On December 31, 2020, the U.S. Department of Labor’s Wage and Hour Division (WHD) issued two opinion letters—one on home-to-office travel time and one on live-in caregivers.  Such “lame duck” opinion letters—issued post-Election Day when there is a change in both administration and political party—were at one point in recent memory quite uncommon.  The Carter administration issued a single wage and hour opinion letter following President Reagan’s election in late 1980, and George H.W. Bush’s and Bill Clinton’s administrations each issued four such opinion letters (following the 1988 and 2000 elections, respectively).  The practice of issuing lame duck opinion letters spiked following the 2008 election of President Obama—WHD issued no fewer than 48 opinion letters between November 4, 2008 and January 20, 2009, in the waning days of the G.W. Bush administration.  President Obama’s DOL—which discontinued the practice of issuing wage and hour opinion letters in favor of publishing so-called “Administrator’s Interpretations”—issued none.  WHD has issued a total of four since Election Day 2020.

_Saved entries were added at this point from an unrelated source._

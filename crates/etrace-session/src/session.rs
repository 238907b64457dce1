//! EventsTrace session lifecycle
//!
//! One [`EventsTraceSession`] owns exactly one EventsTrace child for the
//! lifetime of a test. Output flows one way:
//!
//! ```text
//! child ─ stdout pipe ─ reader task ─ bounded queue ─ readiness gate / event filter
//!       ─ stderr pipe ─ reader task ─ bounded queue ─ diagnostic dump
//! ```
//!
//! Queries take `&mut self`, so only one consumer drains stdout at a time.

use std::fmt;
use std::io::Write;
use std::process::ExitStatus;
use std::time::Instant;

use tokio::process::Child;
use tokio::sync::mpsc;
use tokio::task::JoinHandle;
use tokio::time::timeout;

use etrace_core::prelude::*;
use etrace_core::{Event, HarnessConfig};

use crate::cancel::{CancelSignal, CancelSource};
use crate::dump::{drain_queue, write_dump};
use crate::filter::next_matching;
use crate::process::{self, SpawnedProcess};
use crate::reader::{read_lines, StreamKind};

/// Session lifecycle state
#[derive(Debug, Clone, Copy, PartialEq, Eq)]
pub enum SessionState {
    /// Configured, not launched
    Created,
    /// Launched, readers attached, no output seen yet
    Started,
    /// First stdout line observed
    Ready,
    /// Child killed and reaped
    Stopped,
    /// A fatal error occurred; terminal
    Failed,
}

impl SessionState {
    pub fn as_str(&self) -> &'static str {
        match self {
            SessionState::Created => "created",
            SessionState::Started => "started",
            SessionState::Ready => "ready",
            SessionState::Stopped => "stopped",
            SessionState::Failed => "failed",
        }
    }
}

impl fmt::Display for SessionState {
    fn fmt(&self, f: &mut fmt::Formatter<'_>) -> fmt::Result {
        f.write_str(self.as_str())
    }
}

/// A single EventsTrace child process and its two output queues.
///
/// Readiness is "any stdout line at all". EventsTrace prints its
/// initialized marker first, but an early diagnostic on stdout would also
/// count as ready.
pub struct EventsTraceSession {
    config: HarnessConfig,
    args: Vec<String>,
    state: SessionState,
    child: Option<Child>,
    pid: Option<u32>,
    stdout_rx: Option<mpsc::Receiver<String>>,
    stderr_rx: Option<mpsc::Receiver<String>>,
    readers: Vec<(StreamKind, JoinHandle<usize>)>,
    cancel: Option<CancelSource>,
    ready_line: Option<String>,
    dump_sink: Box<dyn Write + Send>,
}

impl EventsTraceSession {
    /// Configure a session. Nothing is launched until [`start`](Self::start).
    pub fn new(config: HarnessConfig, args: Vec<String>) -> Self {
        Self {
            config,
            args,
            state: SessionState::Created,
            child: None,
            pid: None,
            stdout_rx: None,
            stderr_rx: None,
            readers: Vec::new(),
            cancel: None,
            ready_line: None,
            dump_sink: Box::new(std::io::stderr()),
        }
    }

    /// Send diagnostic dumps somewhere other than the process's stderr
    pub fn with_dump_sink(mut self, sink: Box<dyn Write + Send>) -> Self {
        self.dump_sink = sink;
        self
    }

    pub fn state(&self) -> SessionState {
        self.state
    }

    pub fn pid(&self) -> Option<u32> {
        self.pid
    }

    pub fn config(&self) -> &HarnessConfig {
        &self.config
    }

    /// The stdout line that satisfied the readiness gate
    pub fn ready_line(&self) -> Option<&str> {
        self.ready_line.as_deref()
    }

    /// Program and full argument vector, mandatory flags included
    pub fn command_line(&self) -> String {
        let mut parts = vec![self.config.binary.display().to_string()];
        parts.extend(process::build_args(&self.args));
        parts.join(" ")
    }

    /// Launch EventsTrace and wait until it prints its first stdout line.
    ///
    /// `cancel` is the caller's outer signal: it aborts the readiness wait
    /// and is propagated to both readers. Readiness also gives up after
    /// `ready_timeout`. Every failure here is fatal for the session and is
    /// never retried.
    pub async fn start(&mut self, cancel: CancelSignal) -> Result<()> {
        self.expect_state(SessionState::Created)?;

        let SpawnedProcess {
            child,
            stdout,
            stderr,
            pid,
        } = match process::spawn(&self.config.binary, &self.args) {
            Ok(spawned) => spawned,
            Err(e) => {
                error!("failed to start EventsTrace: {}", e);
                self.state = SessionState::Failed;
                return Err(e);
            }
        };

        let readers_cancel = cancel.child();
        let capacity = self.config.queue_capacity();
        let (stdout_tx, stdout_rx) = mpsc::channel(capacity);
        let (stderr_tx, stderr_rx) = mpsc::channel(capacity);

        self.readers = vec![
            (
                StreamKind::Stdout,
                tokio::spawn(read_lines(
                    stdout,
                    stdout_tx,
                    readers_cancel.signal(),
                    StreamKind::Stdout,
                )),
            ),
            (
                StreamKind::Stderr,
                tokio::spawn(read_lines(
                    stderr,
                    stderr_tx,
                    readers_cancel.signal(),
                    StreamKind::Stderr,
                )),
            ),
        ];

        self.child = Some(child);
        self.pid = pid;
        self.stdout_rx = Some(stdout_rx);
        self.stderr_rx = Some(stderr_rx);
        self.cancel = Some(readers_cancel);
        self.transition(SessionState::Started);

        self.wait_ready(cancel).await
    }

    /// Readiness gate: first stdout line, outer cancellation, or deadline
    async fn wait_ready(&mut self, mut cancel: CancelSignal) -> Result<()> {
        let deadline = self.config.ready_timeout();
        let started = Instant::now();

        let Some(rx) = self.stdout_rx.as_mut() else {
            return Err(Error::invalid_state("started", self.state.as_str()));
        };

        let first = first_line(rx, &mut cancel, deadline).await;

        match first {
            Some(Some(line)) => {
                info!("EventsTrace ready after {:?}: {}", started.elapsed(), line);
                self.ready_line = Some(line);
                self.transition(SessionState::Ready);
                Ok(())
            }
            Some(None) => Err(self.fail(|stderr| Error::StdoutClosed { stderr })),
            None => {
                let waited = started.elapsed();
                Err(self.fail(|stderr| Error::ReadyTimeout { waited, stderr }))
            }
        }
    }

    /// Return the next stdout line whose kind is in `kinds`.
    ///
    /// Earlier non-matching lines are consumed. Gives up after
    /// `event_timeout` (measured from this call), or as soon as stdout
    /// closes; both dump stderr and fail the session.
    pub async fn next_event<S: AsRef<str>>(&mut self, kinds: &[S]) -> Result<String> {
        self.next_trace_event(kinds).await.map(|event| event.raw)
    }

    /// Like [`next_event`](Self::next_event) but returns the parsed view
    pub async fn next_trace_event<S: AsRef<str>>(&mut self, kinds: &[S]) -> Result<Event> {
        self.expect_state(SessionState::Ready)?;

        let waited = self.config.event_timeout();
        let Some(rx) = self.stdout_rx.as_mut() else {
            return Err(Error::invalid_state("ready", self.state.as_str()));
        };

        let outcome = timeout(waited, next_matching(rx, kinds)).await;
        match outcome {
            Ok(Some(event)) => {
                debug!("matched {} event", event.kind);
                Ok(event)
            }
            Ok(None) => Err(self.fail(|stderr| Error::StdoutClosed { stderr })),
            Err(_) => {
                let kinds: Vec<String> = kinds.iter().map(|k| k.as_ref().to_string()).collect();
                Err(self.fail(|stderr| Error::EventTimeout {
                    kinds,
                    waited,
                    stderr,
                }))
            }
        }
    }

    /// Print everything already buffered on stderr to the dump sink.
    ///
    /// Does not wait for more output and does not change session state.
    /// Returns the dumped lines.
    pub fn dump_stderr(&mut self) -> Vec<String> {
        let lines = self
            .stderr_rx
            .as_mut()
            .map(drain_queue)
            .unwrap_or_default();
        write_dump(self.dump_sink.as_mut(), &lines);
        lines
    }

    /// Kill and reap the child, then close both queues.
    ///
    /// Idempotent: without a live child (never started, or already
    /// stopped) this is a no-op. A kill or wait failure is returned and the
    /// child is kept so `stop` can be retried.
    pub async fn stop(&mut self) -> Result<()> {
        let Some(mut child) = self.child.take() else {
            debug!("stop requested with no running EventsTrace ({})", self.state);
            return Ok(());
        };

        info!("Stopping EventsTrace (PID {:?})", self.pid);
        if let Some(cancel) = &self.cancel {
            cancel.cancel();
        }

        match kill_and_reap(&mut child).await {
            Ok(status) => info!("EventsTrace exited with status: {}", status),
            Err(e) => {
                error!("{}", e);
                self.child = Some(child);
                return Err(e);
            }
        }

        // Dropping the receivers closes the queues; readers parked on a full
        // queue see the closed channel and exit.
        self.stdout_rx = None;
        self.stderr_rx = None;
        self.join_readers().await;

        if self.state != SessionState::Failed {
            self.transition(SessionState::Stopped);
        }
        Ok(())
    }

    async fn join_readers(&mut self) {
        let grace = self.config.reader_join_timeout();
        for (kind, mut handle) in std::mem::take(&mut self.readers) {
            match timeout(grace, &mut handle).await {
                Ok(Ok(lines)) => debug!("{} reader joined ({} lines)", kind, lines),
                Ok(Err(e)) => warn!("{} reader task failed: {}", kind, e),
                Err(_) => {
                    warn!(
                        "{} reader still blocked in a read after {:?}, aborting",
                        kind, grace
                    );
                    handle.abort();
                }
            }
        }
    }

    /// Dump stderr, mark the session failed, and build the error to report
    fn fail(&mut self, make: impl FnOnce(Vec<String>) -> Error) -> Error {
        let stderr = self.dump_stderr();
        self.transition(SessionState::Failed);
        let err = make(stderr);
        error!("{}, dumped stderr above", err);
        err
    }

    fn expect_state(&self, expected: SessionState) -> Result<()> {
        if self.state == expected {
            Ok(())
        } else {
            Err(Error::invalid_state(expected.as_str(), self.state.as_str()))
        }
    }

    fn transition(&mut self, next: SessionState) {
        debug!("session {} -> {}", self.state, next);
        self.state = next;
    }
}

/// Wait for the first stdout line.
///
/// `Some(Some(line))` on output, `Some(None)` if stdout closed, `None` on
/// cancellation or deadline. A line that is already queued always wins.
async fn first_line(
    rx: &mut mpsc::Receiver<String>,
    cancel: &mut CancelSignal,
    deadline: std::time::Duration,
) -> Option<Option<String>> {
    tokio::select! {
        biased;
        line = rx.recv() => Some(line),
        _ = cancel.cancelled() => None,
        _ = tokio::time::sleep(deadline) => None,
    }
}

/// Kill the child and wait for its exit status.
///
/// A kill error on a child that has already exited is not an error.
async fn kill_and_reap(child: &mut Child) -> Result<ExitStatus> {
    if let Err(e) = child.start_kill() {
        return match child.try_wait() {
            Ok(Some(status)) => {
                debug!("EventsTrace had already exited");
                Ok(status)
            }
            _ => Err(Error::teardown(format!("kill failed: {}", e))),
        };
    }

    child
        .wait()
        .await
        .map_err(|e| Error::teardown(format!("wait failed: {}", e)))
}

impl fmt::Debug for EventsTraceSession {
    fn fmt(&self, f: &mut fmt::Formatter<'_>) -> fmt::Result {
        f.debug_struct("EventsTraceSession")
            .field("binary", &self.config.binary)
            .field("args", &self.args)
            .field("state", &self.state)
            .field("pid", &self.pid)
            .finish_non_exhaustive()
    }
}

impl Drop for EventsTraceSession {
    fn drop(&mut self) {
        if self.child.is_some() {
            warn!("EventsTraceSession dropped without stop(), killing EventsTrace");
            if let Some(cancel) = &self.cancel {
                cancel.cancel();
            }
        }
        // kill_on_drop(true) on the Child takes care of the process itself
    }
}
//! Line readers feeding the per-stream bounded queues

use std::fmt;

use tokio::io::{AsyncBufReadExt, AsyncRead, BufReader};
use tokio::sync::mpsc;

use etrace_core::prelude::*;

use crate::cancel::CancelSignal;

/// Which child output stream a reader is attached to
#[derive(Debug, Clone, Copy, PartialEq, Eq)]
pub enum StreamKind {
    Stdout,
    Stderr,
}

impl fmt::Display for StreamKind {
    fn fmt(&self, f: &mut fmt::Formatter<'_>) -> fmt::Result {
        match self {
            StreamKind::Stdout => f.write_str("stdout"),
            StreamKind::Stderr => f.write_str("stderr"),
        }
    }
}

/// Read newline-delimited lines from `stream` into `tx` until EOF, a read
/// error, cancellation, or the queue's receiver going away.
///
/// Cancellation is checked before each read and while waiting for queue
/// space. A read already in flight is not interrupted: the reader notices
/// cancellation only once the child writes more output or closes the pipe.
///
/// Bytes that are not valid UTF-8 (raw file names, for instance) are
/// replaced with U+FFFD rather than ending the stream.
///
/// The queue is closed when this returns, since `tx` is dropped. Returns the
/// number of lines forwarded.
pub async fn read_lines<R>(
    stream: R,
    tx: mpsc::Sender<String>,
    mut cancel: CancelSignal,
    kind: StreamKind,
) -> usize
where
    R: AsyncRead + Unpin,
{
    let mut reader = BufReader::new(stream);
    let mut buf = Vec::new();
    let mut forwarded = 0usize;

    loop {
        if cancel.is_cancelled() {
            debug!("{} reader cancelled", kind);
            break;
        }

        buf.clear();
        match reader.read_until(b'\n', &mut buf).await {
            Ok(0) => {
                debug!("{} reached end of stream", kind);
                break;
            }
            Ok(_) => {}
            Err(e) => {
                warn!("failed to read from EventsTrace {}: {}", kind, e);
                break;
            }
        }
        let line = decode_line(&buf);

        trace!("{}: {}", kind, line);

        // Full queue: wait for a consumer, but stay responsive to cancellation
        tokio::select! {
            biased;
            _ = cancel.cancelled() => {
                debug!("{} reader cancelled while queue was full", kind);
                break;
            }
            sent = tx.send(line) => {
                if sent.is_err() {
                    debug!("{} queue closed", kind);
                    break;
                }
                forwarded += 1;
            }
        }
    }

    info!("{} reader finished after {} lines", kind, forwarded);
    forwarded
}

/// Strip the line terminator (`\n` or `\r\n`) and decode lossily
fn decode_line(buf: &[u8]) -> String {
    let line = buf.strip_suffix(b"\n").unwrap_or(buf);
    let line = line.strip_suffix(b"\r").unwrap_or(line);
    String::from_utf8_lossy(line).into_owned()
}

Similar to “midnight regulations,” lame duck opinion letters provide an outgoing administration a last chance to articulate its policy priorities.  Opinion letters issued by the WHD Administrator may be relied upon, pursuant to § 259 of the Fair Labor Standards Act (FLSA), as a good faith defense to wage claims—even if the opinion letters are later “modified or rescinded or … determined by judicial authority to be invalid or of no legal effect.”  This said, the long-term efficacy of lame duck opinion letters is questionable, given the DOL’s ability to withdraw opinion letters that do not—or no longer—reflect the agency’s current position.  (President Obama’s DOL withdrew a number of the G.W. Bush administration’s wage and hour opinion letters, several of which were later reissued by WHD during the Trump administration.)

In any event, WHD opinion letters provide a “safe harbor” for employers for as long as they exist, so let’s look at the two most recent ones.

Travel Time

In FLSA2020-19, WHD tackles the compensability of home-to-office travel time for an employee who chooses to work from home for part of the day from the office for part of the day, with sufficient time in between those working periods to perform personal tasks.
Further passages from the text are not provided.